Jes Staley, Barclays    £3.8 million
Antonio Horta-Osorio, Lloyds      £6.4 million
Joe Garner, Nationwide     £2.3 million
Stuart Gulliver, HSBC    over £6 million
Ross McEwan, RBS      £3.5 million
Paul Pester, TSB     £1.8 million

Source: here

 

09 August 2018

Quote of the day

Re burqas and such.  From The Guardian (here):
Boris Johnson’s inalienable right to make hostile remarks was defended this week, as ever, by the assertion that, however crass he is, he can’t be shut down, because we need to “start the debate”. In fact, we do not need Johnson and his cavalier debasement of the public sphere for this debate: we could start and finish it in two minutes. Do we want to police what women wear? No. Do women in burqas pose a significant crime risk? No. Does it matter what they do in France or Denmark, where feminism and race intersect in culturally idiosyncratic ways that we couldn’t emulate even if we wanted to? Not really, no. There, done.
Sorted.
  

Nominative determinism

So Chelsea FC have signed a keeper named Kepa.

 

31 July 2018

Education, education, education

I hope that this is not simply an excuse to blame the parents.  From The Guardian (here):
More than a quarter of children starting primary school are unable to communicate in full sentences as concerns grow about the amount of time they are spending in front of screens, the education secretary will say in his first major speech on social mobility.
Damian Hinds is expected to say on Tuesday that he wants to harness technology so parents can do more to help their children’s early language development.
The education secretary promised to halve within a decade the number of children lacking the required level of early speaking or reading skills. His department’s figures show that 28% of four- and five-year-olds do not meet communication and literacy levels expected by the end of the reception year.
“It is a persistent scandal that we have children starting school not able to communicate in full sentences, not able to read simple words,” Hinds will say. “This matters, because when you’re behind from the start you rarely catch up. Your peers don’t wait, the gap just widens. This has a huge impact on social mobility.”
A number of questions are being begged here:

1.  What percentage of children are expected to meet the required communication and literacy levels?  There will always be a proportion of kids who fail to meet expectations.  Is it now better or worse than it used to be?  How does it compare with international analogues?

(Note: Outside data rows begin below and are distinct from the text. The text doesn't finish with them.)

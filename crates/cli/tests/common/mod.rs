//! Shared test utilities for keyscope integration tests.
//!
//! Responsibilities:
//! - Provide a hermetic CLI command factory that prevents dotenv loading.
//! - Clear locale and loader variables inherited from the host.
//!
//! Invariants / Assumptions:
//! - All integration tests using this helper will be hermetic by default.

use std::path::Path;

use assert_cmd::Command;

const HOST_VARS: &[&str] = &[
    "REALM",
    "REGION",
    "AZ",
    "DOMAIN",
    "KEYSCOPE_BOOT_PATH",
    "KEYSCOPE_OVERRIDES",
    "KEYSCOPE_REQUEST_TIMEOUT",
    "KEYSCOPE_DIAL_TIMEOUT",
    "KEYSCOPE_LOG_JSON",
    "RUST_LOG",
];

/// Returns a hermetic `keyscope` command running in `dir`.
pub fn keyscope_cmd(dir: &Path) -> Command {
    let mut cmd = assert_cmd::cargo::cargo_bin_cmd!("keyscope");

    // Hermeticity: prevent loading local .env
    cmd.env("DOTENV_DISABLED", "1");
    for var in HOST_VARS {
        cmd.env_remove(var);
    }
    cmd.current_dir(dir);
    cmd
}

/// Write `boot.yaml` into `dir`.
#[allow(dead_code)]
pub fn write_boot(dir: &Path, yaml: &str) {
    std::fs::write(dir.join("boot.yaml"), yaml).expect("Failed to write boot.yaml");
}

/// Parse the command's stdout as JSON.
#[allow(dead_code)]
pub fn stdout_json(output: &std::process::Output) -> serde_json::Value {
    serde_json::from_slice(&output.stdout).expect("stdout should be JSON")
}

2.  Are the expected communications and literacy standards set at the appropriate levels?  Who determines these?

3.  To what extent are schools expected to remedy alleged deficiencies in the children for which they become responsible?  How successfully are they achieving this?

I applaud the Minister's recognition of the need to improve children's speaking and reading skills but he needs to recognise the complexities of policies in this area.

   

26 July 2018

Peace in our time?


Improbably, Trump and Juncker seem to have found common ground.  Politico reports:
Trump said the United States will pause its plans to impose new tariffs against the European Union and work to resolve existing differences over trade in an attempt to avoid a full-blown trade war.
The announcement appeared to have been slapped together at the last minute.
...
Planned or not, the statement had the short-term effect of easing tensions between the United States and Europe, and the news of an agreement on trade sent stock prices soaring.
 It is entirely possible, of course, that Trump may reverse himself tomorrow but so far so good.

(The matter of US-produced soybeans may be a stumbling block.)


25 July 2018

"I couldn't possibly comment"

Good to see that the original House of Cards (far superior to the American version) is being repeated on the BBC i-player (here).